Les conditions de saisine de la commission sont définies par des exigences formelles et matérielles, similaires à celles des juridictions civiles. Cet article clarifie la nature juridique de la commission d’indemnisation des victimes d’erreurs judiciaires en analysant ces critères essentiels.
Des conditions de forme exigées pour la saisine de la commission
- Des conditions de forme sont imposées pour la saisine de la commission. Ces exigences sont celles qu’on observe habituellement devant toute juridiction1. Ainsi,
la commission est saisie par une requête devant satisfaire à une forme (1) et à un
contenu (2) précis.
La forme de la demande à adresser à la commission
- Toute juridiction doit être saisie par un acte introductif qui doit nouer le
litige. Si on est en face d’un organe qui se saisi lui-même, il faut conclure qu’on n’est
pas en présence d’une institution juridictionnelle2. À cet effet, la commission pourrait
être qualifiée de juridiction parce qu’elle est saisie à l’initiative exclusive de la
personne qui entend se faire indemniser à la suite d’une privative de liberté abusive.
Selon l’alinéa 6 de l’article 237 du code de procédure pénale, « la commission est
saisie par requête… ». En saisissant la commission au moyen d’une requête, les
victimes d’erreurs judiciaires exercent leur droit de saisine qui déclenche la réaction du
juge3 qu’est la commission, cette dernière ne pouvant s’auto-saisir4. C’est cette
requête qui marquerait alors « l’entrée en scène judiciaire »5 devant la commission.
Même si cette disposition n’est pas assez claire sur la forme de la requête, il est
évident qu’il s’agit d’une requête simple, une des formalités par laquelle l’instance
juridictionnelle est généralement introduite6. Celle-ci est une demande écrite ou orale directement adressée soit à un juge soit à un tribunal7. Il s’agit là donc d’une mise en œuvre de l’action8 devant la commission.

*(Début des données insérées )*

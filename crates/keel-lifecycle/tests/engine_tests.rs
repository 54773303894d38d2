//! ---
//! keel_section: "05-lifecycle-orchestration"
//! keel_subsection: "integration-tests"
//! keel_type: "source"
//! keel_scope: "code"
//! keel_description: "Dependency-aware lifecycle engine for runtime modules."
//! keel_version: "v0.0.0-prealpha"
//! keel_owner: "tbd"
//! ---
use std::sync::{Arc, Barrier};
use std::thread;
use std::time::Duration;

use keel_common::{MissingActionPolicy, Topic};
use keel_lifecycle::{
    EngineConfig, LifecycleEngine, LifecycleError, LifecycleMetrics, ModuleSpec, Phase,
};
use keel_persistence::{
    JsonFileLifecycleStore, LifecycleState, LifecycleStore, MemoryLifecycleStore,
};
use parking_lot::Mutex;
use prometheus::Registry;
use tempfile::tempdir;

type Log = Arc<Mutex<Vec<String>>>;

fn logged(log: &Log, entry: String) -> impl Fn() -> anyhow::Result<()> {
    let log = log.clone();
    move || {
        log.lock().push(entry.clone());
        Ok(())
    }
}

fn module(log: &Log, name: &str) -> ModuleSpec {
    ModuleSpec::new()
        .on_setup(logged(log, format!("setup {name}")))
        .on_start(logged(log, format!("start {name}")))
        .on_stop(logged(log, format!("stop {name}")))
        .on_cleanup(logged(log, format!("cleanup {name}")))
}

fn position(log: &Log, entry: &str) -> usize {
    log.lock()
        .iter()
        .position(|e| e == entry)
        .unwrap_or_else(|| panic!("{entry} not logged"))
}

fn count(log: &Log, entry: &str) -> usize {
    log.lock().iter().filter(|e| *e == entry).count()
}

fn strict_engine() -> LifecycleEngine {
    LifecycleEngine::with_config(EngineConfig {
        missing_action_policy: MissingActionPolicy::Strict,
    })
}

#[test]
fn diamond_starts_every_dependency_once_in_order() {
    let log = Log::default();
    let engine = LifecycleEngine::new();
    // registered out of dependency order
    engine.register("app", module(&log, "app").depends_on(["api", "worker"])).unwrap();
    engine.register("api", module(&log, "api").depends_on(["db"])).unwrap();
    engine.register("worker", module(&log, "worker").depends_on(["db", "queue"])).unwrap();
    engine.register("queue", module(&log, "queue")).unwrap();
    engine.register("db", module(&log, "db")).unwrap();

    engine.start("worker").unwrap();
    engine.start("app").unwrap();
    engine.start("app").unwrap();

    for name in ["db", "queue", "api", "worker", "app"] {
        assert_eq!(count(&log, &format!("start {name}")), 1, "{name}");
    }
    assert!(position(&log, "start db") < position(&log, "start api"));
    assert!(position(&log, "start queue") < position(&log, "start worker"));
    assert!(position(&log, "start worker") < position(&log, "start app"));
    assert_eq!(engine.started_topics().len(), 5);
}

#[test]
fn missing_dependency_is_reported_before_any_action() {
    let log = Log::default();
    let engine = LifecycleEngine::new();
    engine.register("api", module(&log, "api").depends_on(["db"])).unwrap();
    engine.register("db", module(&log, "db").depends_on(["disk"])).unwrap();

    match engine.start("api").unwrap_err() {
        LifecycleError::MissingDependency { topic, dependency } => {
            assert_eq!(topic.as_str(), "db");
            assert_eq!(dependency.as_str(), "disk");
        }
        other => panic!("unexpected error: {other}"),
    }
    assert!(log.lock().is_empty());
    assert!(engine.errors().is_empty());
}

#[test]
fn cycle_is_reported_before_any_action() {
    let log = Log::default();
    let engine = LifecycleEngine::new();
    engine.register("a", module(&log, "a").depends_on(["b"])).unwrap();
    engine.register("b", module(&log, "b").depends_on(["c"])).unwrap();
    engine.register("c", module(&log, "c").depends_on(["a"])).unwrap();

    match engine.start("a").unwrap_err() {
        LifecycleError::CircularDependency { unresolved } => {
            let names: Vec<&str> = unresolved.iter().map(Topic::as_str).collect();
            assert_eq!(names, ["a", "b", "c"]);
        }
        other => panic!("unexpected error: {other}"),
    }
    assert!(log.lock().is_empty());
    assert!(engine.startup_order().is_err());
}

#[test]
fn failed_dependency_leaves_dependents_unstarted_and_recorded() {
    let log = Log::default();
    let engine = LifecycleEngine::new();
    engine.register("api", module(&log, "api").depends_on(["db"])).unwrap();
    engine
        .register("db", ModuleSpec::new().on_start(|| anyhow::bail!("connection refused")))
        .unwrap();

    let err = engine.start("api").unwrap_err();
    assert!(matches!(
        err,
        LifecycleError::ActionFailed { ref topic, phase: Phase::Start, .. } if topic.as_str() == "db"
    ));
    assert!(engine.started_topics().is_empty());
    assert_eq!(count(&log, "start api"), 0);

    let db_error = engine.error(&"db".into()).expect("db failure recorded");
    assert!(db_error.error.contains("connection refused"));
    assert!(engine.error(&"api".into()).is_some());
}

#[test]
fn setup_starts_dependencies_and_persists() {
    let log = Log::default();
    let store = Arc::new(MemoryLifecycleStore::new());
    let engine = LifecycleEngine::new().with_lifecycle_store(store.clone());
    engine.register("api", module(&log, "api").depends_on(["db"])).unwrap();
    engine.register("db", module(&log, "db")).unwrap();

    engine.setup(["api"]).unwrap();
    assert_eq!(*log.lock(), ["setup db", "start db", "setup api"]);
    assert_eq!(store.read(&"api".into()).unwrap(), LifecycleState::SET_UP);
    assert_eq!(store.read(&"db".into()).unwrap(), LifecycleState::SET_UP);
    assert!(!engine.is_started(&"api".into()));

    engine.setup(["api", "db"]).unwrap();
    assert_eq!(count(&log, "setup api"), 1);
    assert_eq!(count(&log, "setup db"), 1);
}

#[test]
fn setup_and_cleanup_require_a_store() {
    let engine = LifecycleEngine::new();
    engine.register("db", ModuleSpec::new()).unwrap();
    assert!(matches!(engine.setup(["db"]), Err(LifecycleError::NoStoreConfigured)));
    assert!(matches!(engine.cleanup("db"), Err(LifecycleError::NoStoreConfigured)));
}

#[test]
fn cleanup_waits_for_every_active_dependent() {
    let log = Log::default();
    let store = Arc::new(MemoryLifecycleStore::new());
    let engine = LifecycleEngine::new().with_lifecycle_store(store.clone());
    engine.register("x", module(&log, "x")).unwrap();
    engine.register("y", module(&log, "y").depends_on(["x"])).unwrap();
    engine.register("z", module(&log, "z").depends_on(["x"])).unwrap();
    engine.setup(["y", "z"]).unwrap();
    engine.start("y").unwrap();
    engine.start("z").unwrap();

    engine.cleanup("y").unwrap();
    assert_eq!(store.read(&"y".into()).unwrap(), LifecycleState::CLEANED_UP);
    assert_eq!(store.read(&"x".into()).unwrap(), LifecycleState::SET_UP);
    assert!(engine.is_started(&"x".into()));
    log.lock().clear();

    engine.cleanup("x").unwrap();
    assert_eq!(*log.lock(), ["stop z", "cleanup z", "stop x", "cleanup x"]);
    assert_eq!(store.read(&"x".into()).unwrap(), LifecycleState::CLEANED_UP);
    assert!(engine.started_topics().is_empty());
}

#[test]
fn failed_dependent_cleanup_keeps_shared_dependency() {
    let store = Arc::new(MemoryLifecycleStore::new());
    let engine = LifecycleEngine::new().with_lifecycle_store(store.clone());
    engine.register("x", ModuleSpec::new().on_setup(|| Ok(()))).unwrap();
    engine
        .register(
            "z",
            ModuleSpec::new()
                .depends_on(["x"])
                .on_cleanup(|| anyhow::bail!("volume busy")),
        )
        .unwrap();
    engine.setup(["z"]).unwrap();

    assert!(engine.cleanup("x").is_err());
    assert_eq!(store.read(&"x".into()).unwrap(), LifecycleState::SET_UP);
    assert_eq!(store.read(&"z".into()).unwrap(), LifecycleState::SET_UP);
    assert_eq!(engine.error(&"z".into()).unwrap().phase, Some(Phase::Cleanup));
}

#[test]
fn cleanup_state_is_written_after_action_runs() {
    let dir = tempdir().unwrap();
    let path = dir.path().join("lifecycle.json");
    let store = Arc::new(JsonFileLifecycleStore::new(&path));
    let engine = LifecycleEngine::new().with_lifecycle_store(store.clone());
    let doomed = path.clone();
    engine
        .register(
            "db",
            ModuleSpec::new()
                .on_setup(|| Ok(()))
                .on_cleanup(move || Ok(std::fs::remove_file(&doomed)?)),
        )
        .unwrap();
    engine.setup(["db"]).unwrap();
    assert!(path.exists());

    engine.cleanup("db").unwrap();
    assert_eq!(store.read(&"db".into()).unwrap(), LifecycleState::CLEANED_UP);
}

#[test]
fn start_reruns_setup_after_cleanup() {
    let log = Log::default();
    let store = Arc::new(MemoryLifecycleStore::new());
    let engine = LifecycleEngine::new().with_lifecycle_store(store);
    engine.register("db", module(&log, "db")).unwrap();
    engine.start("db").unwrap();
    engine.cleanup("db").unwrap();
    engine.start("db").unwrap();
    assert_eq!(
        *log.lock(),
        ["setup db", "start db", "stop db", "cleanup db", "setup db", "start db"]
    );
}

#[test]
fn vacuous_policy_records_modules_without_actions() {
    let store = Arc::new(MemoryLifecycleStore::new());
    let engine = LifecycleEngine::new().with_lifecycle_store(store.clone());
    engine.register("db", ModuleSpec::new()).unwrap();

    engine.setup(["db"]).unwrap();
    assert_eq!(store.read(&"db".into()).unwrap(), LifecycleState::SET_UP);
    engine.cleanup("db").unwrap();
    assert_eq!(store.read(&"db".into()).unwrap(), LifecycleState::CLEANED_UP);
}

#[test]
fn strict_policy_rejects_requested_modules_without_actions() {
    let store = Arc::new(MemoryLifecycleStore::new());
    let engine = strict_engine().with_lifecycle_store(store.clone());
    engine.register("db", ModuleSpec::new()).unwrap();
    engine
        .register("api", ModuleSpec::new().depends_on(["db"]).on_setup(|| Ok(())))
        .unwrap();

    assert!(matches!(
        engine.setup(["db"]),
        Err(LifecycleError::ModuleHasNoSetupFunction(_))
    ));
    assert!(matches!(
        engine.cleanup("db"),
        Err(LifecycleError::ModuleHasNoCleanupFunction(_))
    ));
    assert!(!store.read(&"db".into()).unwrap().is_recorded());

    // dependencies reached recursively are still set up
    engine.setup(["api"]).unwrap();
    assert!(store.read(&"db".into()).unwrap().setup_complete);
}

#[test]
fn file_backed_setup_survives_engine_restart() {
    let dir = tempdir().unwrap();
    let path = dir.path().join("lifecycle.json");
    let log = Log::default();

    let first = LifecycleEngine::new().with_lifecycle_store(Arc::new(JsonFileLifecycleStore::new(&path)));
    first.register("db", module(&log, "db")).unwrap();
    first.start("db").unwrap();
    first.stop_all().unwrap();

    let second = LifecycleEngine::new().with_lifecycle_store(Arc::new(JsonFileLifecycleStore::new(&path)));
    second.register("db", module(&log, "db")).unwrap();
    second.start("db").unwrap();
    assert_eq!(*log.lock(), ["setup db", "start db", "stop db", "start db"]);
}

#[test]
fn metrics_track_actions_and_started_modules() {
    let metrics = LifecycleMetrics::new(Arc::new(Registry::new())).unwrap();
    let engine = LifecycleEngine::new().with_metrics(metrics.clone());
    engine.register("db", ModuleSpec::new()).unwrap();
    engine
        .register("cache", ModuleSpec::new().on_start(|| anyhow::bail!("oom")))
        .unwrap();

    engine.start("db").unwrap();
    assert!(engine.start("cache").is_err());
    let db = Topic::from("db");
    let cache = Topic::from("cache");
    assert_eq!(metrics.actions(&db, Phase::Start), 1);
    assert_eq!(metrics.failures(&cache, Phase::Start), 1);
    assert_eq!(metrics.started(), 1);

    engine.stop("db").unwrap();
    assert_eq!(metrics.started(), 0);
}

#[test]
fn status_serializes_for_reporting() {
    let store: Arc<dyn LifecycleStore> = Arc::new(MemoryLifecycleStore::new());
    let engine = LifecycleEngine::new().with_lifecycle_store(store);
    engine.register("db", ModuleSpec::new()).unwrap();
    engine.start("db").unwrap();

    let status = engine.status().unwrap();
    let json = serde_json::to_value(&status).unwrap();
    assert_eq!(json["total"], 1);
    assert_eq!(json["setup_complete"], 0);
    assert_eq!(json["modules"][0]["state"], "started");
    assert_eq!(json["modules"][0]["persisted"]["setup_complete"], false);
    assert!(status.is_healthy());
}

#[test]
fn concurrent_starts_share_dependencies_once() {
    let log = Log::default();
    let engine = LifecycleEngine::new();
    let db_log = log.clone();
    engine
        .register(
            "db",
            ModuleSpec::new().on_start(move || {
                thread::sleep(Duration::from_millis(20));
                db_log.lock().push("start db".to_owned());
                Ok(())
            }),
        )
        .unwrap();
    engine.register("app", module(&log, "app").depends_on(["db"])).unwrap();
    engine.register("worker", module(&log, "worker").depends_on(["db"])).unwrap();
    let ready = Barrier::new(2);

    thread::scope(|s| {
        for name in ["app", "worker"] {
            let (engine, ready) = (&engine, &ready);
            s.spawn(move || {
                ready.wait();
                engine.start(name).unwrap();
            });
        }
    });

    for name in ["db", "app", "worker"] {
        assert_eq!(count(&log, &format!("start {name}")), 1, "{name}");
    }
    assert!(position(&log, "start db") < position(&log, "start app"));
    assert!(position(&log, "start db") < position(&log, "start worker"));
    assert_eq!(engine.started_topics()[0], Topic::from("db"));
    assert_eq!(engine.started_topics().len(), 3);
}

#[test]
fn scoped_store_is_not_visible_to_other_threads() {
    let log = Log::default();
    let base = Arc::new(MemoryLifecycleStore::new());
    let scoped = Arc::new(MemoryLifecycleStore::new());
    let engine = LifecycleEngine::new().with_lifecycle_store(base.clone());
    engine.register("db", module(&log, "db")).unwrap();
    let inside = Barrier::new(2);

    thread::scope(|s| {
        s.spawn(|| {
            engine.with_store(scoped.clone(), |_| {
                inside.wait();
                thread::sleep(Duration::from_millis(50));
            });
        });
        s.spawn(|| {
            inside.wait();
            engine.setup(["db"]).unwrap();
        });
    });

    let db = Topic::from("db");
    assert!(base.read(&db).unwrap().setup_complete);
    assert!(!scoped.read(&db).unwrap().setup_complete);
    assert_eq!(count(&log, "setup db"), 1);
}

- Pour mieux comprendre comment la forme de la demande à adresser à la commission pourrait faire d’elle une juridiction spéciale, il faut rappeler que la requête simple est généralement utilisée devant les juridictions écrites lorsque le litige revêt une urgence requérant une ordonnance du chef de la juridiction saisie. Si le législateur a choisi cette forme simple de demande à adresser à la commission, on comprend par-
là l’importance qu’il accorde aux préjudices indemnisables et le souci de
simplification de la procédure devant la commission. Cette première précision appelle un second : la requête simple est utilisée, en droit positif camerounais, devant deux
types de juridictions à savoir les juridictions civiles et les juridictions administratives. Dans quel ordre faut-il ranger la commission ?
- On peut d’abord remarquer qu’il ne peut s’agir, sur le plan civil que d’une
juridiction de droit écrit parce que la commission est appelée à appliquer les
dispositions du code de procédure pénale. Par ailleurs, on comprendra un peu plus
loin9 qu’il ne pourrait s’agir en aucun cas d’une juridiction administrative au regard de la nature de la juridiction qui est appelée à connaître de l’appel exercé contre les décisions de la commission. Reste alors à préciser le contenu de la requête introductive d’instance devant la commission.
2. Le contenu de la demande à adresser à la commission
- Toute requête destinée à une juridiction contient généralement deux types d’éléments : les mentions obligatoires et les mentions facultatives. Celle utilisée aux fins de saisine de la commission ne devrait pas déroger à cette règle même si aucune référence n’y est faite par les dispositions du code de procédure pénale à ce sujet. On peut comprendre par-là que le législateur aurait entendu renvoyer au droit commun et notamment à l’article 20 du code de procédure civile et commerciale. Il ne saurait en
être autrement puisque la procédure applicable devant la commission est celle
appliquée à la chambre judiciaire de la cour suprême. Or, devant celle-ci, il est
question des pourvois qui doivent se faire sous forme de déclaration conformément aux articles 42 et suivant de la loi de 2006 portant organisation et fonctionnement de la cour suprême.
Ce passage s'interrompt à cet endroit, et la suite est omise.